Send me the link on FB and I'll take a look at them.


----------



## Odin`s_BlueDragon

performanceknls said:


> Send me the link on FB and I'll take a look at them.


Done 

Sent from Petguide.com Free App


----------



## doughboi

would love to get advice on my 10 month old


----------



## performanceknls

doughboi said:


> would love to get advice on my 10 month old


Hard to tell from the pictures but looks more bully and I do not know the standard very good on Bullies. Sorry


----------



## ::::COACH::::

He is handsome! Post him in the bully section! Someone there could better critique him for you  also try to get some stacked pictures of him directly from the front and side


----------



## BullyGal

LTristan said:


> Guys, this is my first ever post and the thread immediately caught my attention. I would like to hear from you guys about my boy Kovu's structure. What do you think? Positive and negative feedbacks are welcome. Thank you!


You are over stacking him in the front. See how his elbows look blown out? You need those front legs up and under his chest and they should be perpendicular to the ground with the elbows nice and tight against the ribcage.

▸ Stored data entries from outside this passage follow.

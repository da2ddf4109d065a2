use chrono::{DateTime, NaiveDate, Utc};
use serde::{Deserialize, Serialize};
use uuid::Uuid;

use feeledger_core::{
    AccountId, Aggregate, AggregateId, AggregateRoot, DiscountRate, DomainError, DomainResult,
    Money, TenantId, UserId,
};
use feeledger_events::Event;

use crate::fee_structure::{ComponentType, FeeComponent, FeeStructureId};
use crate::payment::{LedgerEntry, Payment, PaymentDetails, PaymentId, PaymentMethod, PaymentVoid};
use crate::period::BillingPeriod;
use crate::status::{current_status, DerivedBalance, InvoiceStatus, Lifecycle};

const INVOICE_NAMESPACE: Uuid = Uuid::from_u128(0x9b47_d3e0_18c2_4a6f_b5e9_0c2d_4f71_a83e);

/// Invoice identifier (tenant-scoped via `tenant_id` fields in events/commands).
#[derive(Debug, Copy, Clone, PartialEq, Eq, Hash, PartialOrd, Ord, Serialize, Deserialize)]
#[serde(transparent)]
pub struct InvoiceId(pub AggregateId);

impl InvoiceId {
    pub fn new(id: AggregateId) -> Self {
        Self(id)
    }

    /// The only id an invoice for `(tenant, account, period)` can have.
    ///
    /// Issuing appends with "stream must be empty", so a second issue for the
    /// same period fails at the store instead of creating a duplicate.
    pub fn for_period(tenant_id: TenantId, account_id: AccountId, period: &BillingPeriod) -> Self {
        Self(AggregateId::from_natural_key(
            &INVOICE_NAMESPACE,
            &period.invoice_key(tenant_id, account_id),
        ))
    }
}

impl core::fmt::Display for InvoiceId {
    fn fmt(&self, f: &mut core::fmt::Formatter<'_>) -> core::fmt::Result {
        core::fmt::Display::fmt(&self.0, f)
    }
}

impl core::str::FromStr for InvoiceId {
    type Err = DomainError;

    fn from_str(s: &str) -> Result<Self, Self::Err> {
        s.parse::<AggregateId>().map(Self)
    }
}

/// Invoice line derived from one fee component.
#[derive(Debug, Clone, PartialEq, Eq, Serialize, Deserialize)]
pub struct InvoiceItem {
    pub name: String,
    pub component_type: ComponentType,
    pub amount: Money,
    pub discount: Money,
    pub final_amount: Money,
}

impl InvoiceItem {
    pub fn from_component(component: &FeeComponent, rate: DiscountRate) -> Self {
        let (discount, final_amount) = rate.apply(component.amount);
        Self {
            name: component.name.clone(),
            component_type: component.component_type,
            amount: component.amount,
            discount,
            final_amount,
        }
    }
}

/// Invoice-level discount applied on top of per-item discounts.
#[derive(Debug, Clone, PartialEq, Eq, Serialize, Deserialize)]
pub struct InvoiceDiscount {
    pub amount: Money,
    pub reason: Option<String>,
}

/// Aggregate root: Invoice.
#[derive(Debug, Clone, PartialEq, Eq)]
pub struct Invoice {
    id: InvoiceId,
    tenant_id: Option<TenantId>,
    account_id: Option<AccountId>,
    invoice_number: String,
    fee_structure_id: Option<FeeStructureId>,
    period: Option<BillingPeriod>,
    items: Vec<InvoiceItem>,
    subtotal: Money,
    discount: Option<InvoiceDiscount>,
    late_fee: Money,
    previous_due: Money,
    total_amount: Money,
    paid_amount: Money,
    due_amount: Money,
    due_date: Option<DateTime<Utc>>,
    lifecycle: Lifecycle,
    status: InvoiceStatus,
    remarks: Option<String>,
    issued_by: Option<UserId>,
    created_at: Option<DateTime<Utc>>,
    updated_at: Option<DateTime<Utc>>,
    payments: Vec<LedgerEntry>,
    version: u64,
    created: bool,
}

I know it makes his chest seem wide... but it really just throws the whole dog off.


----------



## Rudy4747

Over stacked in both front and back you should be able to take a strait line from the bottom point of the hip streight to the grouns and it should go through the middle of the paw. That being said the pup is a little high in the rear, also taller then he is long should be square from gron to top line. All in all not bad looking dog looks younger I may be mistaken though.


----------



## Rudy4747

Rear could use more angulation Front looks ok from the pic when you get a good stack photo post it up !


----------



## pookie!

Not stacked perfect and leaning his head towards me so it appears ginormous 









Not the typical blue dog shape 

him kind of running









That picture posted before me kind of looks over stacked a tad, and the front elbow looks bowed out some? Might just be the funky stack but idk


----------



## Rudy4747

^ Nice shapped dog rear angulation is pretty good and he has a nice deep chest.

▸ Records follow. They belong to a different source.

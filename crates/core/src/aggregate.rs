//! Aggregate root traits for the event-sourced billing models.

use crate::error::{DomainError, DomainResult};

/// Aggregate root marker + minimal interface.
pub trait AggregateRoot {
    /// Strongly-typed aggregate identifier.
    type Id: Clone + Eq + core::hash::Hash + core::fmt::Debug;

    /// Returns the aggregate identifier.
    fn id(&self) -> &Self::Id;

    /// Monotonically increasing version of the aggregate's state.
    ///
    /// Corresponds to the number of events applied (the stream revision).
    fn version(&self) -> u64;
}

/// Optimistic concurrency expectation for an aggregate.
#[derive(Debug, Copy, Clone, PartialEq, Eq)]
pub enum ExpectedVersion {
    /// Skip version checking.
    Any,
    /// Require the aggregate to be at an exact version.
    ///
    /// `Exact(0)` means "the stream must not exist yet".
    Exact(u64),
}

impl ExpectedVersion {
    pub fn matches(self, actual: u64) -> bool {
        match self {
            ExpectedVersion::Any => true,
            ExpectedVersion::Exact(v) => v == actual,
        }
    }

    pub fn check(self, actual: u64) -> DomainResult<()> {
        if self.matches(actual) {
            Ok(())
        } else {
            Err(DomainError::conflict(format!(
                "optimistic concurrency check failed (expected: {self:?}, actual: {actual})"
            )))
        }
    }
}

/// Aggregate execution semantics (pure, deterministic).
///
/// - **Decision logic**: `handle(&self, cmd)` returns events.
/// - **State mutation**: `apply(&mut self, event)` evolves state.
///
/// Aggregates must not perform IO. Time enters only through the command's
/// `occurred_at` so replay stays deterministic.
pub trait Aggregate: AggregateRoot {
    type Command: Clone + core::fmt::Debug;
    type Event: Clone + core::fmt::Debug;
    type Error: core::fmt::Debug;

    /// Evolve in-memory state from a single event (+1 version per event).
    fn apply(&mut self, event: &Self::Event);

    /// Decide which events to emit given the current state and a command.
    ///
    /// An empty vector means the command was accepted as a no-op
    /// (e.g. a replayed idempotency key).
    fn handle(&self, command: &Self::Command) -> Result<Vec<Self::Event>, Self::Error>;
}

#[cfg(test)]
mod tests {
    use super::*;

    #[test]
    fn exact_zero_only_matches_empty_stream() {
        assert!(ExpectedVersion::Exact(0).matches(0));
        assert!(!ExpectedVersion::Exact(0).matches(1));
        assert!(ExpectedVersion::Any.matches(42));
    }

    #[test]
    fn failed_check_is_a_conflict() {
        let err = ExpectedVersion::Exact(2).check(3).unwrap_err();
        assert_eq!(err.kind(), "conflict");
    }
}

The only faults that jump out are his some what high tail set. And his upper arm is short from the elbow to the shoulder joint making his shoulder angulation streight. He is pretty handsome dog. Thanks for sharing!


----------



## pookie!

Rudy4747 said:


> ^ Nice shapped dog rear angulation is pretty good and he has a nice deep chest.
> 
> The only faults that jump out are his some what high tail set. And his upper arm is short from the elbow to the shoulder joint making his shoulder angulation streight. He is pretty handsome dog. Thanks for sharing!


Well I guess his "shallow" chest filled out some then!

I didnt hear any of the other faults before, which is very interesting and now gives me something to compare and contrast while looking at dogs with better conformation. 
Thanks for the compliments, it helps me look at dogs conformation in a more educated way, pretty interesting even if he is just a mutt.


----------



## devonte151

I know he a mix breed.







but a worked mix breed


----------



## Benderdog

devonte151 said:


> I know he a mix breed.
> 
> 
> 
> 
> 
> 
> 
> but a worked mix breed


What standard do you want a mixed breed dog to be judged against?


----------



## devonte151

Hes a pitbullredboy jeep x chow


----------



## Rudy4747

pookie! said:


> Well I guess his "shallow" chest filled out some then!
> 
> I didnt hear any of the other faults before, which is very interesting and now gives me something to compare and contrast while looking at dogs with better conformation.
> Thanks for the compliments, it helps me look at dogs conformation in a more educated way, pretty interesting even if he is just a mutt.


Yeah his chest looks like it could be a touch deepre but seem pretty dang close to lining up with his elbow. Unless I cant see ti from the photo.


----------



## pookie!

Rudy4747 said:


> Yeah his chest looks like it could be a touch deepre but seem pretty dang close to lining up with his elbow. Unless I cant see ti from the photo.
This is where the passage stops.